Terence: The whole concept of the album is about the Earth rejecting our civilization by way of some form cataclysm which then it mirrors back on itself. So it is cyclical. Also where we were recording we returned to older themes and were blurring, destroying and rebuilding them into something new. So it fit the way we were working too. On one hand it has to do with the themes of the album but also the method we were working in.

Where did the recording process begin for Return To Annihilation?

Terence: We started with the themes and concept first, these textures we wanted. There was this novel Dhalgren by Samuel Delaney we wanted to reference, or Solaris by Stanislaw Lem. Then we laid out ideas about like writing multi-part songs like classic prog songs as well as shorter songs. Then we started sending sketches of riffs, song ideas back and forth via e-mail. I live in Baltimore and Steven and André live in Chicago, so they would send me ideas and I would write stuff for it and vice versa. After that we got together in Chicago and the day before the studio and really hammered out the ideas and left some room for working in the studio.

André: After we recorded as a group last August, I spent a few nights in Greg Norman’s home studio doing guitar overdubs. I wrote a lot of those guitar parts after the three of us recorded the main parts for the album.

Do you have a recording process that you generally follow for every album or is it more spontaneous?

Terence: Every record is different. Between The Clearing and this record were a series of collaborations which all had different parameters. So Return to Annihilation was the most preparation we probably had actually, the most we discussed before we went in, the more we made demos and the bigger the idea was for us. We improvise a lot, so we definitely use the space and time to allow a track to go where it needs to go but with the parameters we set up we could kind of define what we wanted easier.

André: On this album, we wanted most of the songs to be concise: or ideally long enough to fit on one side of a 7” record. I think that approach helped us to focus our efforts.

What was it like working with Greg Norman/at Steve Albini's Chicago studio?

Terence: Oh it was great! We had worked with Greg for our collaboration with Mamiffer, Bless Them That Curse You, and just really clicked with him and the way they do things at Electrical Audio. We had not recorded in the back room before Return to Annihilation and that was what was available and it was perfect. I knew I liked how they did drums, and in that space they were perfect, and the more acoustic instruments like tympani, grand piano and stuff. Plus they have a mellotron and this old EDP Wasp synth I like. I mean Neurosis had just finished Honor Found in Decay there so there is a legacy. Whitehouse did Thank Your Lucky Stars there.

André: Yeah, amazing, Greg is such a great engineer. I think that we found him because Trevor from Pelican recommended him to Aaron Turner for our Locrian & Mamiffer album. So thanks Trevor!

Can you tell me about the album's narrative, and where the inspiration came in from prog acts like King Crimson?

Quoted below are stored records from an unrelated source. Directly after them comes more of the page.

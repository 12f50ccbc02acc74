//! A layer over any `Api` that reacts to authentication failures.
//!
//! When any call comes back with `ApiError::Unauthorized`, the guard deletes the stored session
//! and invokes the `on_invalidated` callback. This happens at most once per guard no matter how
//! many calls fail, so a burst of concurrent requests produces a single "please log in" prompt.

use crate::api::wire::{ApiResponse, TransactionPage, TransactionQuery};
use crate::api::{Api, ApiResult, SessionStore};
use crate::model::{Amount, Category, Month, TransactionType};
use serde::de::IgnoredAny;
use std::sync::atomic::{AtomicBool, Ordering};
use std::sync::Arc;
use tracing::warn;

/// Called once when the backend has rejected the session.
pub type OnInvalidated = Box<dyn Fn() + Send + Sync>;

pub struct SessionGuard {
    inner: Arc<dyn Api>,
    store: SessionStore,
    on_invalidated: OnInvalidated,
    invalidated: AtomicBool,
}

impl SessionGuard {
    pub fn new(inner: Arc<dyn Api>, store: SessionStore, on_invalidated: OnInvalidated) -> Self {
        Self {
            inner,
            store,
            on_invalidated,
            invalidated: AtomicBool::new(false),
        }
    }

    /// True once a 401 has been seen.
    pub fn is_invalidated(&self) -> bool {
        self.invalidated.load(Ordering::SeqCst)
    }

    async fn check<T>(&self, result: ApiResult<T>) -> ApiResult<T> {
        if let Err(e) = &result {
            if e.is_unauthorized() {
                self.invalidate().await;
            }
        }
        result
    }

    async fn invalidate(&self) {
        if self.invalidated.swap(true, Ordering::SeqCst) {
            return;
        }
        warn!("The backend rejected the session token, clearing the stored session");
        if let Err(e) = self.store.clear().await {
            warn!("Unable to clear the stored session: {e:#}");
        }
        (self.on_invalidated)();
    }
}

#[async_trait::async_trait]
impl Api for SessionGuard {
    async fn total_income_or_expense(
        &self,
        user_id: i64,
        kind: TransactionType,
        month: Month,
    ) -> ApiResult<ApiResponse<Amount>> {
        let result = self
            .inner
            .total_income_or_expense(user_id, kind, month)
            .await;
        self.check(result).await
    }

    async fn total_no_of_transactions(
        &self,
        user_id: i64,
        month: Month,
    ) -> ApiResult<ApiResponse<u64>> {
        let result = self.inner.total_no_of_transactions(user_id, month).await;
        self.check(result).await
    }

    async fn total_by_category(
        &self,
        email: &str,
        category_id: i64,
        month: Month,
    ) -> ApiResult<ApiResponse<Amount>> {
        let result = self
            .inner
            .total_by_category(email, category_id, month)
            .await;
        self.check(result).await
    }

    async fn categories(&self) -> ApiResult<ApiResponse<Vec<Category>>> {
        let result = self.inner.categories().await;
        self.check(result).await
    }

    async fn transactions(
        &self,
        email: &str,
        query: &TransactionQuery,
    ) -> ApiResult<ApiResponse<TransactionPage>> {
        let result = self.inner.transactions(email, query).await;
        self.check(result).await
    }

    async fn budget(&self, month: Month) -> ApiResult<ApiResponse<Amount>> {
        let result = self.inner.budget(month).await;
        self.check(result).await
    }

    async fn create_budget(&self, amount: Amount) -> ApiResult<ApiResponse<IgnoredAny>> {
        let result = self.inner.create_budget(amount).await;
        self.check(result).await
    }
}
//! Hop-by-hop header stripping (RFC 7230, section 6.1).

use http::{
    HeaderMap, HeaderName, HeaderValue,
    header::{CONNECTION, TE, TRAILER},
};

/// Headers removed from every forwarded request and response. These are the
/// RFC 2616 (section 13.5.1) hop-by-hop headers plus `Proxy-Connection`,
/// which is non-standard but still sent by some clients.
const DEFAULT_HOP_HEADERS: [&str; 9] = [
    "connection",
    "proxy-connection",
    "keep-alive",
    "proxy-authenticate",
    "proxy-authorization",
    "te",
    "trailer",
    "transfer-encoding",
    "upgrade",
];

/// Ordered set of header names that are only meaningful for one transport leg.
#[derive(Debug, Clone, PartialEq, Eq)]
pub struct HopHeaders {
    names: Vec<HeaderName>,
}

impl Default for HopHeaders {
    fn default() -> Self {
        Self {
            names: DEFAULT_HOP_HEADERS
                .into_iter()
                .map(HeaderName::from_static)
                .collect(),
        }
    }
}

impl HopHeaders {
    #[must_use]
    pub fn with(mut self, name: HeaderName) -> Self {
        self.push(name);
        self
    }

    pub fn push(&mut self, name: HeaderName) {
        if !self.contains(&name) {
            self.names.push(name);
        }
    }

    #[must_use]
    pub fn contains(&self, name: &HeaderName) -> bool {
        self.names.contains(name)
    }

    pub fn iter(&self) -> impl Iterator<Item = &HeaderName> {
        self.names.iter()
    }
}

/// Strips hop-by-hop headers from one leg of a proxied exchange.
#[derive(Debug, Clone, Default)]
pub struct HeaderSanitizer {
    hop_headers: HopHeaders,
}

impl HeaderSanitizer {
    #[must_use]
    pub const fn new(hop_headers: HopHeaders) -> Self {
        Self { hop_headers }
    }

    #[must_use]
    pub const fn hop_headers(&self) -> &HopHeaders {
        &self.hop_headers
    }

    /// Sanitizes an outbound request header set.
    ///
    /// Returns `true` when trailer forwarding applies to this exchange, i.e.
    /// `transfer_trailer` is set and the caller declared `Te: trailers`. In
    /// that case a single `Te: trailers` is put back and `Trailer` survives.
    pub fn sanitize_request(&self, headers: &mut HeaderMap, transfer_trailer: bool) -> bool {
        // Must be checked first: stripping removes the evidence.
        let keep_trailer = transfer_trailer && has_te_trailers(headers);

        remove_connection_headers(headers);
        self.remove_hop_headers(headers, keep_trailer);

        if keep_trailer {
            headers.insert(TE, HeaderValue::from_static("trailers"));
        }
        keep_trailer
    }

    /// Sanitizes an inbound response header set.
    pub fn sanitize_response(&self, headers: &mut HeaderMap, keep_trailer: bool) {
        remove_connection_headers(headers);
        self.remove_hop_headers(headers, keep_trailer);
    }

    fn remove_hop_headers(&self, headers: &mut HeaderMap, keep_trailer: bool) {
        for name in self.hop_headers.iter() {
            if keep_trailer && *name == TRAILER {
                continue;
            }
            headers.remove(name);
        }
    }
}

/// Removes every header named as a token in any `Connection` header.
pub fn remove_connection_headers(headers: &mut HeaderMap) {
    let listed: Vec<HeaderName> = headers
        .get_all(CONNECTION)
        .iter()
        .filter_map(|value| value.to_str().ok())
        .flat_map(|value| value.split(','))
        .map(str::trim)
        .filter(|token| !token.is_empty())
        .filter_map(|token| HeaderName::from_bytes(token.as_bytes()).ok())
        .collect();

    for name in listed {
        headers.remove(name);
    }
}

/// Whether any `Te` header occurrence mentions `trailers`.
#[must_use]
pub fn has_te_trailers(headers: &HeaderMap) -> bool {
    headers
        .get_all(TE)
        .iter()
        .any(|value| value.as_bytes().to_ascii_lowercase().windows(8).any(|w| w == b"trailers"))
}
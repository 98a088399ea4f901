//! Error types for the forwarding engines.

use http::{HeaderMap, StatusCode};
use thiserror::Error;
use tokio_tungstenite::tungstenite::{self, error::ProtocolError};

/// Boxed error used at the callback and transport seams.
pub type BoxError = Box<dyn std::error::Error + Send + Sync>;

/// Failure while reaching the backend over HTTP.
#[derive(Error, Debug)]
pub enum BackendError {
    #[error("backend transport error: {0}")]
    Transport(#[source] BoxError),
    #[error("backend request timed out")]
    Timeout,
    #[error("too many redirects (limit {0})")]
    TooManyRedirects(usize),
    #[error("invalid redirect location: {0}")]
    InvalidRedirect(String),
}

/// Error handed to the HTTP error handler.
#[derive(Error, Debug)]
pub enum ProxyError {
    #[error(transparent)]
    Backend(#[from] BackendError),
    #[error("response modifier failed: {0}")]
    ModifyResponse(#[source] BoxError),
}

/// The backend WebSocket dial failed before a connection was established.
#[derive(Error, Debug)]
#[error("failed to dial backend {target}: {source}")]
pub struct DialError {
    pub target: String,
    #[source]
    pub source: tungstenite::Error,
}

/// Partial HTTP response returned by a backend that refused the upgrade.
#[derive(Debug, Clone)]
pub struct RejectedHandshake {
    pub status: StatusCode,
    pub headers: HeaderMap,
    pub body: Vec<u8>,
}

impl DialError {
    #[must_use]
    pub fn new(target: impl Into<String>, source: tungstenite::Error) -> Self {
        Self {
            target: target.into(),
            source,
        }
    }

    /// The backend's HTTP response, if it answered the handshake with one.
    #[must_use]
    pub fn response(&self) -> Option<RejectedHandshake> {
        match &self.source {
            tungstenite::Error::Http(response) => Some(RejectedHandshake {
                status: response.status(),
                headers: response.headers().clone(),
                body: response
                    .body()
                    .as_ref()
                    .map(|body| body.to_vec())
                    .unwrap_or_default(),
            }),
            _ => None,
        }
    }
}

/// The caller's side of the WebSocket handshake was rejected.
#[derive(Error, Debug)]
pub enum UpgradeError {
    #[error("websocket upgrade requires GET, got {0}")]
    MethodNotAllowed(http::Method),
    #[error("bad websocket handshake: {0}")]
    BadHandshake(&'static str),
    #[error("request origin not allowed")]
    OriginRejected,
    #[error("connection upgrade failed: {0}")]
    Hyper(#[from] hyper::Error),
}

impl UpgradeError {
    /// Status code sent to the caller for this rejection.
    #[must_use]
    pub const fn status(&self) -> StatusCode {
        match self {
            Self::MethodNotAllowed(_) => StatusCode::METHOD_NOT_ALLOWED,
            Self::BadHandshake(_) | Self::Hyper(_) => StatusCode::BAD_REQUEST,
            Self::OriginRejected => StatusCode::FORBIDDEN,
        }
    }
}

/// A proxy was built with a target it can never reach.
#[derive(Error, Debug)]
#[error("invalid proxy target {0:?}")]
pub struct InvalidTarget(pub String);

/// Mid-stream failure on one relay direction.
#[derive(Error, Debug)]
pub enum RelayError {
    #[error("read failed: {0}")]
    Read(#[source] tungstenite::Error),
    #[error("write failed: {0}")]
    Write(#[source] tungstenite::Error),
}

impl RelayError {
    #[must_use]
    pub const fn source_error(&self) -> &tungstenite::Error {
        match self {
            Self::Read(e) | Self::Write(e) => e,
        }
    }

    /// Whether the failure only says the connection was already shut down.
    #[must_use]
    pub const fn is_normal_closure(&self) -> bool {
        is_closed(self.source_error())
    }
}

pub(crate) const fn is_closed(err: &tungstenite::Error) -> bool {
    matches!(
        err,
        tungstenite::Error::ConnectionClosed
            | tungstenite::Error::AlreadyClosed
            | tungstenite::Error::Protocol(ProtocolError::SendAfterClosing)
    )
}

#[cfg(test)]
mod tests {
    use super::*;

    #[test]
    fn relay_error_classification() {
        assert!(RelayError::Read(tungstenite::Error::ConnectionClosed).is_normal_closure());
        assert!(RelayError::Write(tungstenite::Error::AlreadyClosed).is_normal_closure());
        assert!(
            !RelayError::Read(tungstenite::Error::Protocol(
                ProtocolError::ResetWithoutClosingHandshake
            ))
            .is_normal_closure()
        );
    }

    #[test]
    fn upgrade_error_status() {
        assert_eq!(
            UpgradeError::MethodNotAllowed(http::Method::POST).status(),
            StatusCode::METHOD_NOT_ALLOWED
        );
        assert_eq!(UpgradeError::OriginRejected.status(), StatusCode::FORBIDDEN);
        assert_eq!(
            UpgradeError::BadHandshake("missing key").status(),
            StatusCode::BAD_REQUEST
        );
    }

    #[test]
    fn dial_error_without_response() {
        let err = DialError::new("ws://127.0.0.1:1", tungstenite::Error::ConnectionClosed);
        assert!(err.response().is_none());
        assert!(err.to_string().contains("ws://127.0.0.1:1"));
    }
}
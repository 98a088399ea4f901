//! Backend URL composition from a target base and the inbound path/query.

/// Joins `target` with the inbound `path` and `query`.
///
/// Absolute targets (`http://…`, `https://…`) are used as-is. Any other target
/// is treated as a path on the inbound `host`. A query carried by the target is
/// kept and the inbound query is appended after it with `&`.
#[must_use]
pub fn join_url_path(target: &str, host: &str, path: &str, query: Option<&str>) -> String {
    let target = if target.starts_with("http") {
        target.to_string()
    } else if target.starts_with('/') {
        format!("{host}{target}")
    } else {
        format!("{host}/{target}")
    };

    let (base, target_query) = match target.split_once('?') {
        Some((base, query)) => (base, Some(query)),
        None => (target.as_str(), None),
    };

    let a_slash = path.starts_with('/');
    let b_slash = base.ends_with('/');

    let mut joined = String::with_capacity(target.len() + path.len() + query.map_or(0, str::len) + 2);
    joined.push_str(base);
    match (a_slash, b_slash) {
        (true, true) => joined.push_str(&path[1..]),
        (false, false) => {
            joined.push('/');
            joined.push_str(path);
        }
        _ => joined.push_str(path),
    }

    if let Some(target_query) = target_query {
        joined.push('?');
        joined.push_str(target_query);
    }
    if let Some(query) = query.filter(|q| !q.is_empty()) {
        joined.push(if target_query.is_some() { '&' } else { '?' });
        joined.push_str(query);
    }
    joined
}
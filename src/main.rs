use anyhow::Result;
use reverse_relay::{config::DEFAULT_CONFIG_FILE, load_config_from, server};
use tracing::info;
use tracing_subscriber::EnvFilter;

#[tokio::main]
async fn main() -> Result<()> {
    tracing_subscriber::fmt()
        .with_env_filter(EnvFilter::try_from_default_env().unwrap_or_else(|_| EnvFilter::new("info")))
        .init();

    let config_file = std::env::args()
        .nth(1)
        .unwrap_or_else(|| DEFAULT_CONFIG_FILE.to_string());
    let config = load_config_from(&config_file)?;
    info!(
        config_file = %config_file,
        listen_ip = %config.listen.ip,
        listen_port = config.listen.port,
        tls_enabled = config.listen.tls.is_some(),
        routes = config.routes.len(),
        "Configuration loaded"
    );

    server::run(config).await
}
use anyhow::{Result, anyhow};
use ipnet::IpNet;
use std::net::IpAddr;

/// Peers allowed to connect to the listener.
#[derive(Debug, Clone, Default)]
pub struct PeerAllowlist {
    entries: Option<Vec<IpNet>>,
}

impl PeerAllowlist {
    /// Accepts every peer.
    #[must_use]
    pub const fn open() -> Self {
        Self { entries: None }
    }

    /// Parses single addresses and CIDR subnets. `None` allows everyone.
    pub fn parse(allowed: Option<&[String]>) -> Result<Self> {
        let Some(allowed) = allowed else {
            return Ok(Self::open());
        };

        let entries = allowed
            .iter()
            .map(|entry| {
                entry
                    .parse::<IpAddr>()
                    .map(IpNet::from)
                    .or_else(|_| entry.parse::<IpNet>())
                    .map_err(|_| anyhow!("Invalid IP address or CIDR in allowed_proxy_ips: {entry}"))
            })
            .collect::<Result<Vec<_>>>()?;

        Ok(Self {
            entries: Some(entries),
        })
    }

    #[must_use]
    pub fn allows(&self, peer: IpAddr) -> bool {
        self.entries
            .as_ref()
            .is_none_or(|entries| entries.iter().any(|net| net.contains(&peer)))
    }
}
//! Reusable scratch header maps.

use http::HeaderMap;
use std::{
    ops::{Deref, DerefMut},
    sync::{Mutex, PoisonError},
};

const MAX_IDLE: usize = 64;

/// Pool of [`HeaderMap`]s. Maps are cleared before they go back in, so no
/// header data is carried from one request to the next.
#[derive(Debug, Default)]
pub struct HeaderPool {
    idle: Mutex<Vec<HeaderMap>>,
}

impl HeaderPool {
    #[must_use]
    pub fn new() -> Self {
        Self::default()
    }

    /// Takes an empty map out of the pool, allocating one if none is idle.
    pub fn acquire(&self) -> PooledHeaders<'_> {
        let map = self
            .idle
            .lock()
            .unwrap_or_else(PoisonError::into_inner)
            .pop()
            .unwrap_or_default();
        PooledHeaders {
            pool: self,
            map: Some(map),
        }
    }

    #[must_use]
    pub fn idle(&self) -> usize {
        self.idle.lock().unwrap_or_else(PoisonError::into_inner).len()
    }

    fn release(&self, mut map: HeaderMap) {
        map.clear();
        let mut idle = self.idle.lock().unwrap_or_else(PoisonError::into_inner);
        if idle.len() < MAX_IDLE {
            idle.push(map);
        }
    }
}

/// A map borrowed from a [`HeaderPool`]; returned on drop.
#[derive(Debug)]
pub struct PooledHeaders<'a> {
    pool: &'a HeaderPool,
    map: Option<HeaderMap>,
}

impl Deref for PooledHeaders<'_> {
    type Target = HeaderMap;

    fn deref(&self) -> &HeaderMap {
        self.map.as_ref().unwrap_or_else(|| unreachable!("map taken before drop"))
    }
}

impl DerefMut for PooledHeaders<'_> {
    fn deref_mut(&mut self) -> &mut HeaderMap {
        self.map.as_mut().unwrap_or_else(|| unreachable!("map taken before drop"))
    }
}

impl Drop for PooledHeaders<'_> {
    fn drop(&mut self) {
        if let Some(map) = self.map.take() {
            self.pool.release(map);
        }
    }
}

Terence: Return to Annihilation begins with a brief preface about the change with monuments dissolving and a landscape that is pure ruinless. This is followed by Part One made up of the following three songs that detail a cataclysm, then two moons emerge in the sky followed by our complete dissolution into the ether, which culminates with the landscape being described again and the narrator admitting his unreliability and confessing to noctambulism. Then Part 2, is composed of another three songs. Here we exit halls of vapor and light into a panorama of mirror, this culminates in a four part song that goes through the desire for equilibrium, the atmosphere changing, witnessing our entire civilization buried in urns and then a transformation of everything into crystal and this transformation admitting our awakening from this dream. Part One and Two mirror each other darkly, and where Part 2 ends the Preface can begin again, we really wanted it to feel circular or cyclical and reflective.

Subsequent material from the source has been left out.